Hmmm. Not following your logic but I may give it a try.

Charles

-----Original Message-----
From: MVS OpenEdition [mailto:mvs...@vm.marist.edu] On Behalf Of David
Crayford
Sent: Saturday, July 20, 2013 4:51 PM
To: mvs...@vm.marist.edu
Subject: Re: [MVS-OE] Looking for help with an obscure C integer problem

If static_cast<uint32_t>(valueToTest >> 32) doesn't fix it then the compiler
is broken. Note the cast to uint32_t not uint64_t. 

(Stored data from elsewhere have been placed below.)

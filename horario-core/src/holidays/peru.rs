//! Peruvian national holidays, 2024 through 2026.

use chrono::NaiveDate;

use super::{Holiday, HolidayCalendar, HolidayScope};

/// Create the calendar of Peruvian national holidays.
///
/// Covers 2024 through 2026; lookups outside that range report "not a
/// holiday". Easter-linked dates move each year, the rest are fixed.
pub fn peru_holidays() -> HolidayCalendar {
    let mut calendar = HolidayCalendar::new();
    for &(year, month, day, name) in ENTRIES {
        let date = NaiveDate::from_ymd_opt(year, month, day).expect("valid holiday date");
        calendar.add(Holiday::new(date, name, HolidayScope::National));
    }
    calendar
}

const ENTRIES: &[(i32, u32, u32, &str)] = &[
    // 2024
    (2024, 1, 1, "Año Nuevo"),
    (2024, 3, 28, "Jueves Santo"),
    (2024, 3, 29, "Viernes Santo"),
    (2024, 5, 1, "Día del Trabajo"),
    (2024, 6, 29, "San Pedro y San Pablo"),
    (2024, 7, 28, "Día de la Independencia"),
    (2024, 7, 29, "Fiestas Patrias"),
    (2024, 8, 30, "Santa Rosa de Lima"),
    (2024, 10, 8, "Combate de Angamos"),
    (2024, 11, 1, "Día de Todos los Santos"),
    (2024, 12, 8, "Inmaculada Concepción"),
    (2024, 12, 25, "Navidad"),
    // 2025
    (2025, 1, 1, "Año Nuevo"),
    (2025, 4, 17, "Jueves Santo"),
    (2025, 4, 18, "Viernes Santo"),
    (2025, 5, 1, "Día del Trabajo"),
    (2025, 6, 29, "San Pedro y San Pablo"),
    (2025, 7, 28, "Día de la Independencia"),
    (2025, 7, 29, "Fiestas Patrias"),
    (2025, 8, 30, "Santa Rosa de Lima"),
    (2025, 10, 8, "Combate de Angamos"),
    (2025, 11, 1, "Día de Todos los Santos"),
    (2025, 12, 8, "Inmaculada Concepción"),
    (2025, 12, 25, "Navidad"),
    // 2026
    (2026, 1, 1, "Año Nuevo"),
    (2026, 4, 2, "Jueves Santo"),
    (2026, 4, 3, "Viernes Santo"),
    (2026, 5, 1, "Día del Trabajo"),
    (2026, 6, 29, "San Pedro y San Pablo"),
    (2026, 7, 28, "Día de la Independencia"),
    (2026, 7, 29, "Fiestas Patrias"),
    (2026, 8, 30, "Santa Rosa de Lima"),
    (2026, 10, 8, "Combate de Angamos"),
    (2026, 11, 1, "Día de Todos los Santos"),
    (2026, 12, 8, "Inmaculada Concepción"),
    (2026, 12, 25, "Navidad"),
];

#[cfg(test)]
mod tests {
    use super::*;
    use chrono::Datelike;

    fn date(y: i32, m: u32, d: u32) -> NaiveDate {
        NaiveDate::from_ymd_opt(y, m, d).unwrap()
    }

    #[test]
    fn twelve_holidays_per_year() {
        let calendar = peru_holidays();
        assert_eq!(calendar.len(), 36);
        for year in [2024, 2025, 2026] {
            let count = calendar.iter().filter(|h| h.date().year() == year).count();
            assert_eq!(count, 12, "year {year}");
        }
    }

    #[test]
    fn fixed_dates_present_every_year() {
        let calendar = peru_holidays();
        for year in [2024, 2025, 2026] {
            assert_eq!(
                calendar.holiday_name(date(year, 7, 28)),
                Some("Día de la Independencia")
            );
            assert_eq!(calendar.holiday_name(date(year, 12, 25)), Some("Navidad"));
        }
    }

    #[test]
    fn easter_dates_move() {
        let calendar = peru_holidays();
        assert!(calendar.is_holiday(date(2024, 3, 28)));
        assert!(!calendar.is_holiday(date(2025, 3, 28)));
        assert!(calendar.is_holiday(date(2025, 4, 17)));
        assert!(calendar.is_holiday(date(2026, 4, 2)));
    }

    #[test]
    fn coverage_gap_outside_populated_years() {
        let calendar = peru_holidays();
        assert!(!calendar.is_holiday(date(2023, 1, 1)));
        assert!(!calendar.is_holiday(date(2027, 12, 25)));
        assert!(calendar.holiday_name(date(2023, 7, 28)).is_none());
    }

    #[test]
    fn all_entries_national() {
        let calendar = peru_holidays();
        assert!(calendar
            .iter()
            .all(|h| h.scope() == HolidayScope::National));
    }
}
//! Configuration loading and the config context.
//!
//! Launch targets call [`bootstrap`] before `dioxus::launch`, then hand the
//! returned [`PaprConfig`] to the launcher as root context. Components read it
//! back with [`use_config`].

use dioxus::prelude::*;
use form::PaprConfig;

/// The `papr.toml` compiled into every build.
pub const DEFAULT_CONFIG_TOML: &str = include_str!("../papr.toml");

/// Get the application configuration.
pub fn use_config() -> PaprConfig {
    use_context::<PaprConfig>()
}

/// Parse `source`, start the logger at the configured level and return the config.
///
/// A file that fails to parse falls back to [`PaprConfig::default`]; the
/// failure is logged once the logger is up.
pub fn bootstrap(source: &str) -> PaprConfig {
    let parsed = PaprConfig::from_toml(source);
    let config = parsed.as_ref().cloned().unwrap_or_default();

    let level = log_level(&config.logging.level);
    // A second init (hot reload, tests) fails harmlessly; the first subscriber stays.
    dioxus::logger::init(level.unwrap_or(tracing::Level::INFO)).ok();

    if let Err(e) = parsed {
        tracing::warn!("Using default configuration: {}", e);
    }
    if level.is_none() {
        tracing::warn!("Unknown log level {:?}, logging at info", config.logging.level);
    }
    tracing::info!("Health endpoint: {}", config.health.endpoint);
    config
}

fn log_level(name: &str) -> Option<tracing::Level> {
    name.trim().parse().ok()
}
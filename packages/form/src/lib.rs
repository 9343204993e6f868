pub mod blocks;
pub mod clock;
pub mod config;
pub mod focus;
pub mod marker;
pub mod prompt;

pub use blocks::{placeholder_file_name, AttachKind, BlockList, FormError, InputBlock};
pub use clock::{clock_text, ClockFormat, ClockFormatError};
pub use config::{ConfigError, PaprConfig};
pub use focus::{navigate, Arrow, FocusTarget, GridLayout, Navigation};
pub use marker::FocusMarker;
pub use prompt::UrlPrompt;
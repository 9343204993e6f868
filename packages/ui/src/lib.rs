//! This crate contains all shared UI for the workspace.

use dioxus::prelude::*;

pub const PAPR_CSS: Asset = asset!("/assets/styling/papr.css");

mod config;
pub use config::{bootstrap, use_config, DEFAULT_CONFIG_TOML};

mod focus;
mod timer;

mod clock;
pub use clock::Clock;

mod status_indicator;
pub use status_indicator::{use_health_status, StatusIndicator};

mod app_header;
pub use app_header::AppHeader;

pub mod input;
pub use input::{AddInputButton, AttachButton, InputBlockView, InputContainer};

mod url_prompt_dialog;
pub use url_prompt_dialog::UrlPromptDialog;

pub mod views;
pub use views::Workspace;
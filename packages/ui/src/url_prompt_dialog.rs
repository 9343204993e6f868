use dioxus::prelude::*;

use crate::focus::focus_element_id;

const INPUT_ID: &str = "url-prompt-input";

/// Modal asking for a URL to attach to a block.
///
/// Enter or "OK" submits. Escape anywhere in the dialog, "Cancel" or a click
/// on the backdrop cancels. The caller moves focus back to the block once the
/// dialog closes.
#[component]
pub fn UrlPromptDialog(
    draft: String,
    on_input: EventHandler<String>,
    on_submit: EventHandler<()>,
    on_cancel: EventHandler<()>,
) -> Element {
    use_effect(|| focus_element_id(INPUT_ID));

    rsx! {
        div {
            class: "url-prompt-backdrop",
            onclick: move |_| on_cancel.call(()),
            // Escape bubbles up here from the input and both buttons.
            onkeydown: move |evt: KeyboardEvent| {
                if evt.key() == Key::Escape {
                    evt.prevent_default();
                    evt.stop_propagation();
                    on_cancel.call(());
                }
            },
            div {
                class: "url-prompt",
                role: "dialog",
                aria_modal: "true",
                aria_labelledby: "url-prompt-title",
                onclick: move |evt: MouseEvent| evt.stop_propagation(),
                h2 { id: "url-prompt-title", class: "url-prompt-title", "Enter URL:" }
                input {
                    id: INPUT_ID,
                    class: "url-prompt-input",
                    r#type: "text",
                    autofocus: true,
                    value: "{draft}",
                    oninput: move |evt: FormEvent| on_input.call(evt.value()),
                    onkeydown: move |evt: KeyboardEvent| {
                        if evt.key() == Key::Enter {
                            evt.prevent_default();
                            on_submit.call(());
                        }
                    },
                }
                div {
                    class: "url-prompt-actions",
                    button {
                        class: "primary",
                        onclick: move |_| on_submit.call(()),
                        "OK"
                    }
                    button {
                        class: "secondary",
                        onclick: move |_| on_cancel.call(()),
                        "Cancel"
                    }
                }
            }
        }
    }
}
use dioxus::prelude::*;
use form::{AttachKind, FocusMarker, FocusTarget, InputBlock};

/// One row of the form: header and prompt fields, the attach-context
/// buttons, and the attachments added so far.
#[component]
pub fn InputBlockView(
    index: usize,
    block: InputBlock,
    marker: FocusMarker,
    on_header_change: EventHandler<(usize, String)>,
    on_value_change: EventHandler<(usize, String)>,
    on_attach: EventHandler<(usize, AttachKind)>,
    on_keydown: EventHandler<(FocusTarget, KeyboardEvent)>,
    on_focus: EventHandler<FocusTarget>,
    on_blur: EventHandler<FocusTarget>,
) -> Element {
    let header = FocusTarget::Header(index);
    let prompt = FocusTarget::Prompt(index);

    rsx! {
        div {
            class: "input-block",

            // Header and prompt
            div {
                class: "inputs-section",
                input {
                    id: header.element_id(),
                    r#type: "text",
                    class: marker.class_for(header, "header-field"),
                    placeholder: "HEADER",
                    value: "{block.header}",
                    oninput: move |evt: FormEvent| on_header_change.call((index, evt.value())),
                    onkeydown: move |evt: KeyboardEvent| on_keydown.call((header, evt)),
                    onfocus: move |_| on_focus.call(header),
                    onblur: move |_| on_blur.call(header),
                }
                input {
                    id: prompt.element_id(),
                    r#type: "text",
                    class: marker.class_for(prompt, "input-field"),
                    placeholder: "PROMPT",
                    value: "{block.value}",
                    oninput: move |evt: FormEvent| on_value_change.call((index, evt.value())),
                    onkeydown: move |evt: KeyboardEvent| on_keydown.call((prompt, evt)),
                    onfocus: move |_| on_focus.call(prompt),
                    onblur: move |_| on_blur.call(prompt),
                }
            }

            // Context controls
            div {
                class: "controls-section",
                div {
                    class: "context-section",
                    div { class: "context-header", "[ADD CONTEXT]" }
                    div {
                        class: "context-buttons",
                        for kind in AttachKind::ALL {
                            AttachButton {
                                key: "{kind.slot()}",
                                row: index,
                                kind: kind,
                                marker: marker,
                                on_attach: on_attach,
                                on_keydown: on_keydown,
                                on_focus: on_focus,
                                on_blur: on_blur,
                            }
                        }
                    }
                }
            }

            // Attached context
            div {
                class: "list-section",
                div {
                    class: "context-items-list",
                    for (i, item) in block.attachments().enumerate() {
                        div {
                            key: "{i}",
                            class: "context-item",
                            "{item}"
                        }
                    }
                }
            }
        }
    }
}

#[component]
pub fn AttachButton(
    row: usize,
    kind: AttachKind,
    marker: FocusMarker,
    on_attach: EventHandler<(usize, AttachKind)>,
    on_keydown: EventHandler<(FocusTarget, KeyboardEvent)>,
    on_focus: EventHandler<FocusTarget>,
    on_blur: EventHandler<FocusTarget>,
) -> Element {
    let target = FocusTarget::Attach {
        row,
        slot: kind.slot(),
    };

    rsx! {
        button {
            id: target.element_id(),
            class: marker.class_for(target, "add-context-button"),
            onclick: move |_| on_attach.call((row, kind)),
            onkeydown: move |evt: KeyboardEvent| on_keydown.call((target, evt)),
            onfocus: move |_| on_focus.call(target),
            onblur: move |_| on_blur.call(target),
            "{kind.label()}"
        }
    }
}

On 21/07/2013, at 6:36 AM, Charles Mills <charl...@mcn.org> wrote:

> Thanks. How would I solve this with a cast? I can force it to be wrong 
> LOL but can I force it to be right?
> 
> It seems to me like testWord = static_cast<unsigned long 
> long>(valueToTest
>>> 32) might not solve the problem because that cast seems to me to 
>>> imply
> that the expression inside the parentheses is *not* 64 bits.
> 
> Frankly, I am now leaning toward
> 
> union {
> unsigned long long ll;
> struct {unsigned int hi; unsigned int lo} s; } u;
> 
> u.ll = valueToTest;
> 
> and then using u.s.hi where I now use testWord.
> 
> I generally avoid unions because they can be a tad problematic. I 
> think the above actually violates the C standard which says you can't 
> assign to member x and then read member y (which pretty much negates 
> the whole purpose of unions other than, as Stroustrup suggests, saving
space in memory).
> 
> Charles
> 
> -----Original Message-----
> From: IBM Mainframe Discussion List [mailto:IBM-MAIN@LISTSERV.UA.EDU] 
> On Behalf Of David Crayford
> Sent: Saturday, July 20, 2013 2:28 PM
> To: IBM-MAIN@LISTSERV.UA.EDU
> Subject: Re: Looking for help with an obscure C integer problem
> 
> As a general ROT I always use explicit casts.
> 
> On 21/07/2013, at 4:24 AM, Charles Mills <charl...@mcn.org> wrote:
> 
>> Cross-posted to IBM-MAIN and MVS-OE.
>> 
>> I have the following code fragment in an inline function, compiled by 
>> the IBM XLC compiler as C++:
>> 
>> unsigned long long valueToTest;
>> unsigned int testWord;
>> testWord = valueToTest >> 32;
>> 
>> It *appears* to me (from somewhat circumstantial evidence in a much 
>> more complex big picture) when valueToTest has a value of
>> 0x0034000000000000 then
>> 
>> - If I compile Opt(0),NoInline then testWord gets the value I expect, 
>> 0x00340000; but
>> - If I compile Opt(2),Inline then testWord gets a value of 0.
>> 
>> Questions:
>> 
>> 1. Does that seem plausible? That the code would work as intended 
>> Opt(0),NoInline but that with Opt(2),Inline the compiler would (I am 
>> guessing here) first cast valueToTest to an int of 0, then shift it 
>> right 32, and then assign it to testWord?
>> 
>> 2. What should I code to avoid that? I guess I could shift 
>> valueToTest first (I don't need it again) and then in a separate 
>> statement assign it to testWord. Is that the "proper" coding technique?